*Task goal*. Search the data for "logtest". Return each matching line.

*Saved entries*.
----

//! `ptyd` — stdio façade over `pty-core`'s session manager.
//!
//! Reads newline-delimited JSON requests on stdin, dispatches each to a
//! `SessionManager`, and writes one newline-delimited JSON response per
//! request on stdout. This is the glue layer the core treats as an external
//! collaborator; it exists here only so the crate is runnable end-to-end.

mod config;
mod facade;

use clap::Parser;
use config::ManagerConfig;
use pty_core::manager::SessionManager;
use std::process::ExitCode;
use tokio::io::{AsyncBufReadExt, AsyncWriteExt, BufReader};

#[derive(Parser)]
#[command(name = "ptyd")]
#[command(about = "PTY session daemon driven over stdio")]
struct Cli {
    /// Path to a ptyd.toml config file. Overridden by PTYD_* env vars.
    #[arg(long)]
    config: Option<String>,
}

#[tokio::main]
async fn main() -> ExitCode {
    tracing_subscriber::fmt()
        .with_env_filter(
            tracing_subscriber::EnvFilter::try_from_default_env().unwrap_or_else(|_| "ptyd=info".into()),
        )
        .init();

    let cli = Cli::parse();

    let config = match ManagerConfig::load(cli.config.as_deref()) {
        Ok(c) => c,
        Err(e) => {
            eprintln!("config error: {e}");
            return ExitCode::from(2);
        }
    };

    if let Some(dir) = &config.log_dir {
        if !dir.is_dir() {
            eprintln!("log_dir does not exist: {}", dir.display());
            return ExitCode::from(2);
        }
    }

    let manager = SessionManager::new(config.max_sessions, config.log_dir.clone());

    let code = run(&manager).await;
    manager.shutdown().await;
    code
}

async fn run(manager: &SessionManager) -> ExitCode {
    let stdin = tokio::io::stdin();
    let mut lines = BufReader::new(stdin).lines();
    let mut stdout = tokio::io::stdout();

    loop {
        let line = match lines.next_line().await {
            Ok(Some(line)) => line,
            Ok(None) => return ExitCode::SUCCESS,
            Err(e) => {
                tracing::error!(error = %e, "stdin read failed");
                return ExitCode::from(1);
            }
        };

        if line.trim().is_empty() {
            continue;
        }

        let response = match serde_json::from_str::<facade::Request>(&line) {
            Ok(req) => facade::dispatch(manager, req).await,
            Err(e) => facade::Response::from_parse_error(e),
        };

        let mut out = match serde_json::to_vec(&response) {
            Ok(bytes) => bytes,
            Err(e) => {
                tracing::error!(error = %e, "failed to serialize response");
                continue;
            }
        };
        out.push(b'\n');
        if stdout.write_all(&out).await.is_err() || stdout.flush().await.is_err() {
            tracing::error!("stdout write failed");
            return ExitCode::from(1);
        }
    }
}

----

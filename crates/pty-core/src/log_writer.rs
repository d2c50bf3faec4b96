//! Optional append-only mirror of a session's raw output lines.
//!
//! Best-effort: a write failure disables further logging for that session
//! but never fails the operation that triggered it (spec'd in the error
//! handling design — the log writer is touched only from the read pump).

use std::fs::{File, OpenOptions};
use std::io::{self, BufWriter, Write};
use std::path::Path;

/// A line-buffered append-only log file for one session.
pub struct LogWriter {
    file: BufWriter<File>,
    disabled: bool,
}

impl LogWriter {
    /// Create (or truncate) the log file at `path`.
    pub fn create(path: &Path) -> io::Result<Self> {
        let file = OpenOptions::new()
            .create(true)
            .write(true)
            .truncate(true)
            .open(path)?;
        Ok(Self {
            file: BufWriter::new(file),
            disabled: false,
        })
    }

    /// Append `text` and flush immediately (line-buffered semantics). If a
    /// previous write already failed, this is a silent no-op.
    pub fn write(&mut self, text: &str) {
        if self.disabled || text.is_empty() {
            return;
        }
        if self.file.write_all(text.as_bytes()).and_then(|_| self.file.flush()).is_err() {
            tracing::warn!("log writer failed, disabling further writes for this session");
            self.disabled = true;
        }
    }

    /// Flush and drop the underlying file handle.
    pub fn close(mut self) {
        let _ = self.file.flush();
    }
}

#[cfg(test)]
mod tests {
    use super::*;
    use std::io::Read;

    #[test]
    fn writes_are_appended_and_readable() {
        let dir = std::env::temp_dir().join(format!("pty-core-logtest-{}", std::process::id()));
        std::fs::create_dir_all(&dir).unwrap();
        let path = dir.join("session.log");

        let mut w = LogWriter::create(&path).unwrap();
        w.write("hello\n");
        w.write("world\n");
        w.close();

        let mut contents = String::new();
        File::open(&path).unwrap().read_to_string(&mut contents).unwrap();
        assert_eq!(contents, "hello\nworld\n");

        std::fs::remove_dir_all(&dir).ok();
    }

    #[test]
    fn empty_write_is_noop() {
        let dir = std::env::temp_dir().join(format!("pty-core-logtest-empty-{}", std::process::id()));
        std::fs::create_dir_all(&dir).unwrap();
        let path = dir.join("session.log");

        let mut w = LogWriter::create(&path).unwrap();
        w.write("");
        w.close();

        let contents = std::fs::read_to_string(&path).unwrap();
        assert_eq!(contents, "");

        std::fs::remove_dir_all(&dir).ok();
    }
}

----

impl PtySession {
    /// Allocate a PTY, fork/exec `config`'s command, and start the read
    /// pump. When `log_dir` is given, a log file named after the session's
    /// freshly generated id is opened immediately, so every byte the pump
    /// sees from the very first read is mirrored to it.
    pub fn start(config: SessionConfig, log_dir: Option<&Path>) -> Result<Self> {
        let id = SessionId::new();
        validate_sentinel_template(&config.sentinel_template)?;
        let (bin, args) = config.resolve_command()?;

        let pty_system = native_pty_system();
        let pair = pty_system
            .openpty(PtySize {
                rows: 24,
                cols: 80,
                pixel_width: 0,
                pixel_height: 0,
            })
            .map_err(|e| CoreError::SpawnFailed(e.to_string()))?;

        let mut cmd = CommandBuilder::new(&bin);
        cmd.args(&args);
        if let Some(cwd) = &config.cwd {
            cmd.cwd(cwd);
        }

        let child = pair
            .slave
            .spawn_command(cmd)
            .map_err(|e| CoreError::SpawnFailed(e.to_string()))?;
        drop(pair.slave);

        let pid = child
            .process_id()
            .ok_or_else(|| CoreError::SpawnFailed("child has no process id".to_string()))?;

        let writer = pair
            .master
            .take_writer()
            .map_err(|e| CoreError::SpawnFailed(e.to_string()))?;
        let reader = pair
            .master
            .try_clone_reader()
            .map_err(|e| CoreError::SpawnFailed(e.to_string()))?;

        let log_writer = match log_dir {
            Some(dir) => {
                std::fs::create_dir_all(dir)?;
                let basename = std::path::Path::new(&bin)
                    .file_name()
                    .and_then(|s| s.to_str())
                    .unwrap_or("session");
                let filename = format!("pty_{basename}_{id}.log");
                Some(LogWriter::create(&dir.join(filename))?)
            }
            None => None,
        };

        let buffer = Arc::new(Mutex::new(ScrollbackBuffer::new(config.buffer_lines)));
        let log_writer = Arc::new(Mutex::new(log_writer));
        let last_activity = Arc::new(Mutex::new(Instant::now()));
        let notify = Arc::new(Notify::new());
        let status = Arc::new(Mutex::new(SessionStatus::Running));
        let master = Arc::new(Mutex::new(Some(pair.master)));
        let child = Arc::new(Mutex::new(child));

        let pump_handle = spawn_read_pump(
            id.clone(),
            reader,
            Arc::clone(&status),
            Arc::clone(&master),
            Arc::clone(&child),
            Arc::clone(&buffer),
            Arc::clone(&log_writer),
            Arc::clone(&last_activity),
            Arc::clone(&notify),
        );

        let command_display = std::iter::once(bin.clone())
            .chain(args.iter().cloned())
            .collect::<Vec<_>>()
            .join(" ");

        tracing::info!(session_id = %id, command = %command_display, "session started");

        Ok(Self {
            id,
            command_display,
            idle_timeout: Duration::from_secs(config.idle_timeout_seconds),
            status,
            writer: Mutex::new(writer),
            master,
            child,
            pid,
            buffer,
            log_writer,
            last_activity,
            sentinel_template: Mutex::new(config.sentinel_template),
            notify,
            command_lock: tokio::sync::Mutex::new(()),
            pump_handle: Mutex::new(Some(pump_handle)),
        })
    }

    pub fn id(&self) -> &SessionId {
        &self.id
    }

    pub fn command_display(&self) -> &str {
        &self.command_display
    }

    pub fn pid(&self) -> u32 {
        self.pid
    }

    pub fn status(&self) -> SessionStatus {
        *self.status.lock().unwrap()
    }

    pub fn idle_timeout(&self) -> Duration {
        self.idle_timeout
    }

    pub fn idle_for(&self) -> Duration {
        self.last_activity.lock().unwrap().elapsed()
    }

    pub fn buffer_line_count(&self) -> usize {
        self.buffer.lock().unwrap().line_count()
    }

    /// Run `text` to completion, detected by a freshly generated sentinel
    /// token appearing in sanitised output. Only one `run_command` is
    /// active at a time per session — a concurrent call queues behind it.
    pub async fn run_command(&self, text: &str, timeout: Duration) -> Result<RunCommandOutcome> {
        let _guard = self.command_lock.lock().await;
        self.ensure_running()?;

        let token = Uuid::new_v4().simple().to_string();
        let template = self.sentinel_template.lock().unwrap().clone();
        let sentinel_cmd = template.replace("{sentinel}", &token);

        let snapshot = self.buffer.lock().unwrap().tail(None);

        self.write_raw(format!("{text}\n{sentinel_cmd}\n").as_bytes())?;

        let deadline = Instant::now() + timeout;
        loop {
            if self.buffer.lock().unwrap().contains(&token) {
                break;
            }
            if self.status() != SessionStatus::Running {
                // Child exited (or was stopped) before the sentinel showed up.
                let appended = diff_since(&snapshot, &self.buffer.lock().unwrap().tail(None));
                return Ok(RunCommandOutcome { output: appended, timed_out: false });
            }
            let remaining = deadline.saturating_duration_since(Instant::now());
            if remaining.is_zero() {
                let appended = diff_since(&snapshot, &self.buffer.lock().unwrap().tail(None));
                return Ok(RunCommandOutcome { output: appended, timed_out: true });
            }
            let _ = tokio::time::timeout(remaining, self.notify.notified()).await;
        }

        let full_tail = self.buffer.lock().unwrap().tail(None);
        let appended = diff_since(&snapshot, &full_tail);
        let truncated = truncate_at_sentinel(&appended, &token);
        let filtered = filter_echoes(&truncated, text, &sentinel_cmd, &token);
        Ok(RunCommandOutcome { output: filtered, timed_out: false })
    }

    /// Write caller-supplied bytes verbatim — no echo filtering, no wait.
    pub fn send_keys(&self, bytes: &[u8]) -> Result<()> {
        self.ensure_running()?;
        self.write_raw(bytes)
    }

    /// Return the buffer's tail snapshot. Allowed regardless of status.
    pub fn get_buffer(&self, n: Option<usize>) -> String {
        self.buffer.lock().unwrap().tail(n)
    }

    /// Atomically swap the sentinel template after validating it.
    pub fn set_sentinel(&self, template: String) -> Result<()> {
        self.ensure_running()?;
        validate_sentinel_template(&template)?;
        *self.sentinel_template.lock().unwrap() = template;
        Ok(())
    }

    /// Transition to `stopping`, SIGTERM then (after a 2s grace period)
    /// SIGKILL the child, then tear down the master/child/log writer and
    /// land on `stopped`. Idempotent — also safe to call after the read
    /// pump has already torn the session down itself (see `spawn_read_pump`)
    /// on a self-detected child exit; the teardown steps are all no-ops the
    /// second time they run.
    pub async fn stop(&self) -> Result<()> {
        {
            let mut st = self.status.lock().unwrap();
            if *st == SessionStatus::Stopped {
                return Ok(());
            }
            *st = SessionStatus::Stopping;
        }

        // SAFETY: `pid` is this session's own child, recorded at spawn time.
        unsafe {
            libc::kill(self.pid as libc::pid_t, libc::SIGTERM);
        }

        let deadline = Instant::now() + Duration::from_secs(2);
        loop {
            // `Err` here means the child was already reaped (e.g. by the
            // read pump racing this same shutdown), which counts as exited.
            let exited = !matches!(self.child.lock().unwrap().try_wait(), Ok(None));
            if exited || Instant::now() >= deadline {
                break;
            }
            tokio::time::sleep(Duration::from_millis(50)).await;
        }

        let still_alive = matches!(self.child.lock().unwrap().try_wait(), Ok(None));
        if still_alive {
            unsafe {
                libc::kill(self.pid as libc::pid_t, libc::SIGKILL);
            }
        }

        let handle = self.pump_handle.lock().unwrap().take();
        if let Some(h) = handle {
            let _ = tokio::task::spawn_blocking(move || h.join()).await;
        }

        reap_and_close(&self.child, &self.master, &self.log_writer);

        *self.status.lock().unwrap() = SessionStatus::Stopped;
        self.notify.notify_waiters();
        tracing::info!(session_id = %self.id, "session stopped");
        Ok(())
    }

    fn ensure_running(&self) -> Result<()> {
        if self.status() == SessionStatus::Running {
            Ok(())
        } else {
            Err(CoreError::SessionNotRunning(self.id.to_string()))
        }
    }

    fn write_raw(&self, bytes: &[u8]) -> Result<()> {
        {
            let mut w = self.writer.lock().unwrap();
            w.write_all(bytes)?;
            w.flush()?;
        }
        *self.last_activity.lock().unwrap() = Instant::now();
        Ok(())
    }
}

----

*Answer box*.
        let dir = std::env::temp_dir().join(format!("pty-core-logtest-{}", std::process::id()));
        let dir = std::env::temp_dir().join(format!("pty-core-logtest-empty-{}", std::process::id()));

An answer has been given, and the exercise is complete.